◆ **WORK ORDER**:
Give the count of lines in the records below that contain "Serialize", and say nothing more.

◆ **DATA UNDER STUDY**:

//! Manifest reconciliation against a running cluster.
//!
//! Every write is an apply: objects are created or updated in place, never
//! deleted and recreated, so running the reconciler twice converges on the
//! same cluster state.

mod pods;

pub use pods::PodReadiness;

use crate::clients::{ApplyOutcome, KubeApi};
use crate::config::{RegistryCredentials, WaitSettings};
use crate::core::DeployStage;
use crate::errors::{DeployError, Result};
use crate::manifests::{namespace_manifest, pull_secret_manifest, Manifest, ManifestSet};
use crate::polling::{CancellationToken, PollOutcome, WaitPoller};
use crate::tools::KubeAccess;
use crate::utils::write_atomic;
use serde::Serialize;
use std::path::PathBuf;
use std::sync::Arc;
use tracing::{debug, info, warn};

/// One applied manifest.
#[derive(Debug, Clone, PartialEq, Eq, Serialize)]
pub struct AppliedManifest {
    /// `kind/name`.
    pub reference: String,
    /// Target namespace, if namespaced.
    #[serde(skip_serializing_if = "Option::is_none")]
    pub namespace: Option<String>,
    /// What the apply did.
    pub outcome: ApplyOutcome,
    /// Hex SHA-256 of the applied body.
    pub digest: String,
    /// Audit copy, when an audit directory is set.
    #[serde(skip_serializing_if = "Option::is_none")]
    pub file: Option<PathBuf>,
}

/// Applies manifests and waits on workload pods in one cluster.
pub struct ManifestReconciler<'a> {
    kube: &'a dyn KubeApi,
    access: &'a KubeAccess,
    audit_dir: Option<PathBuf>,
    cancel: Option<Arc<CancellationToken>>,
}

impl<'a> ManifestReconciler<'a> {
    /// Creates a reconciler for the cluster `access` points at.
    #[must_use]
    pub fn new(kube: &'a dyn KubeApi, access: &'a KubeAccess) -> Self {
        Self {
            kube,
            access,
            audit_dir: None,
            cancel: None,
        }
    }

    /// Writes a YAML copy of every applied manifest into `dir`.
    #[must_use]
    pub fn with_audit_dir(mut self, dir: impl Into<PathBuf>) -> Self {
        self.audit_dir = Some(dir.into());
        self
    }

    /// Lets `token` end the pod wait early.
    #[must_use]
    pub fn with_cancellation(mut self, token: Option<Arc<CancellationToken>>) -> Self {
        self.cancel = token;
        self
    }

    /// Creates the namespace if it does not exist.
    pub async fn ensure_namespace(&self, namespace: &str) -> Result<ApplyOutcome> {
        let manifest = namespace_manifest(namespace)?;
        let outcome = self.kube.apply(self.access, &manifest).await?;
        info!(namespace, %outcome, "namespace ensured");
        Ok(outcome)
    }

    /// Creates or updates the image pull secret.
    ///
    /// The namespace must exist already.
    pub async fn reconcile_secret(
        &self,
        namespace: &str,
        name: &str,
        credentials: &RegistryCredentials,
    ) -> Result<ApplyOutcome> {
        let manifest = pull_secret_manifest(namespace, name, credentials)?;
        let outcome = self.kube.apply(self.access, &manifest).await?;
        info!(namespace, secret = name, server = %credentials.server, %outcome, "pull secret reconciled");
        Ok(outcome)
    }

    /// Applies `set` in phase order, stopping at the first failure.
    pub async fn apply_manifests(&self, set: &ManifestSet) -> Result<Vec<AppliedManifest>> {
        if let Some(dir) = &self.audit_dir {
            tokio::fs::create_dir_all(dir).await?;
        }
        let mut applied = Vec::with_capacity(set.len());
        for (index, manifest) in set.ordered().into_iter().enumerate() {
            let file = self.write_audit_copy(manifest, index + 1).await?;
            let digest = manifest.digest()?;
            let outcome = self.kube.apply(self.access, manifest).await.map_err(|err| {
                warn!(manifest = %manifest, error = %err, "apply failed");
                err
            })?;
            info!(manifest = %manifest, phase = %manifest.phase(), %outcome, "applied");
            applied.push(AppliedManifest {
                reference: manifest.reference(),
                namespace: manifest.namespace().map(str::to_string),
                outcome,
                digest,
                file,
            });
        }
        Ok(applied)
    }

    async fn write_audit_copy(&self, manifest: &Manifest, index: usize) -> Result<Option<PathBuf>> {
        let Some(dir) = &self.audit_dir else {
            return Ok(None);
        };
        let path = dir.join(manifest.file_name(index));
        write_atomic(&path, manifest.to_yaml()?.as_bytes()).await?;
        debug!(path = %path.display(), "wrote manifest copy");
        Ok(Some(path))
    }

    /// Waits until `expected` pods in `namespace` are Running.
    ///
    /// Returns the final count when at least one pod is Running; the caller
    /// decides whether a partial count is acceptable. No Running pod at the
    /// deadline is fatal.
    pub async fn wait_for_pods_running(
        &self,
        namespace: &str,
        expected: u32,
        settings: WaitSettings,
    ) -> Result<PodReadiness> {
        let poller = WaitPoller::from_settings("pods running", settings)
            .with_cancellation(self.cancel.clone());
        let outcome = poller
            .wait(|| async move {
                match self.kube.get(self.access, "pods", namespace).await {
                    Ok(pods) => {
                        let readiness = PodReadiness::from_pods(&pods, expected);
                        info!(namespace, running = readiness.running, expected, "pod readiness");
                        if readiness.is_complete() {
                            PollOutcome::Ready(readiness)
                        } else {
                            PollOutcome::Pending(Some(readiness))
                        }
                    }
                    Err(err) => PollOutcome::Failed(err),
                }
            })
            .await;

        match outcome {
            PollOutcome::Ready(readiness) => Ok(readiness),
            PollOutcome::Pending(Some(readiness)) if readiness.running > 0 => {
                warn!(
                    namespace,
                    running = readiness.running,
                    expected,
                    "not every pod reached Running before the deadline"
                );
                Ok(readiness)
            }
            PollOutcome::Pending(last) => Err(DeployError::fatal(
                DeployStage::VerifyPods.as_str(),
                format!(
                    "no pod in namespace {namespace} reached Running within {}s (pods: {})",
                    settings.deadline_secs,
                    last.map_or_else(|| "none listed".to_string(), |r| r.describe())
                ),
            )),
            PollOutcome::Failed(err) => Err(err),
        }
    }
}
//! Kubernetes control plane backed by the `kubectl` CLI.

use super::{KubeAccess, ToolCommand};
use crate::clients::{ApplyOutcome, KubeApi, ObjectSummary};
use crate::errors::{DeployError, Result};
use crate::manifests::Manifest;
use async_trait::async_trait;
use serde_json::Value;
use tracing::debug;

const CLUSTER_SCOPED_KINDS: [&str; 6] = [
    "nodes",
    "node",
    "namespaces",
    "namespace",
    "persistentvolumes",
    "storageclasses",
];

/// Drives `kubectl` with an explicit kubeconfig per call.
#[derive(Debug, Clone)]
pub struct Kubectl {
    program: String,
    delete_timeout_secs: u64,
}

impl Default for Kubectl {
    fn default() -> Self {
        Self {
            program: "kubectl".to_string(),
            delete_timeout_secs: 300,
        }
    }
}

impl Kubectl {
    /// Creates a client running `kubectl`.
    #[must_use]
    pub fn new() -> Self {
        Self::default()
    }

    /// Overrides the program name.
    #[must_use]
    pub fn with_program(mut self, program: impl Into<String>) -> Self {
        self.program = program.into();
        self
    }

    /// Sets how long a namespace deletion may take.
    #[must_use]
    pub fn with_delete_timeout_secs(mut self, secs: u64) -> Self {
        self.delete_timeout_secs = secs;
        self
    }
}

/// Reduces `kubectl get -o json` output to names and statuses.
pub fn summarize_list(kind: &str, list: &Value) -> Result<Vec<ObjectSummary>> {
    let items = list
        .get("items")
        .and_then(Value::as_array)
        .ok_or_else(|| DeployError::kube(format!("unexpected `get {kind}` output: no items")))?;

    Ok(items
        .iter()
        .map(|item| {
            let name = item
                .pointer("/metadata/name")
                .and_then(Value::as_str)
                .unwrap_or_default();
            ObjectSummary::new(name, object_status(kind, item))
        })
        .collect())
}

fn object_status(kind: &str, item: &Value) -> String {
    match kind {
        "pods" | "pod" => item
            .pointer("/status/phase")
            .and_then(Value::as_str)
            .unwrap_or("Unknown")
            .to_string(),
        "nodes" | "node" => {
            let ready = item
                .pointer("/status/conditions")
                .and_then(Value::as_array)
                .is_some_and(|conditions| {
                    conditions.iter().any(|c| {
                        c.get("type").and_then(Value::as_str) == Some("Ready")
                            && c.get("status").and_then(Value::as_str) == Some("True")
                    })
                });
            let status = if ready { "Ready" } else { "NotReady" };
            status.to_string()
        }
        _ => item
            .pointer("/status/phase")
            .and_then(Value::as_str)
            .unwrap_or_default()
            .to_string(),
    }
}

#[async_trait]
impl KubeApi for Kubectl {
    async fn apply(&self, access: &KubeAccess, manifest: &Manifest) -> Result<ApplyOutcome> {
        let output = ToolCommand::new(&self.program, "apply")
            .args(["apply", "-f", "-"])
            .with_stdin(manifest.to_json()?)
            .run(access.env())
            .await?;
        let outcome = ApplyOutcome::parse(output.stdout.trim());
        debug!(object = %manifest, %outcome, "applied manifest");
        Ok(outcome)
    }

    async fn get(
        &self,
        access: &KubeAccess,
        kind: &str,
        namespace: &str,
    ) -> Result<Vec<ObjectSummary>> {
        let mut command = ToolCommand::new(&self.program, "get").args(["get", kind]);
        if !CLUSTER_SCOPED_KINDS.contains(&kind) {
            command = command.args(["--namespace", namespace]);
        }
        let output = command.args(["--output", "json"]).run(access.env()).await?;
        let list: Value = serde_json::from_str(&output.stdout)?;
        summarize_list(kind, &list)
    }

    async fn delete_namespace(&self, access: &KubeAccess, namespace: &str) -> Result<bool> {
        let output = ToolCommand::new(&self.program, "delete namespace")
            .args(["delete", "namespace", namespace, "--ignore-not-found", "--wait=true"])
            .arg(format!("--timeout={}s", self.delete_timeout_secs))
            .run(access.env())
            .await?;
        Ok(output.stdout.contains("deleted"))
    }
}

◆ **EXERCISE RESULT**:
2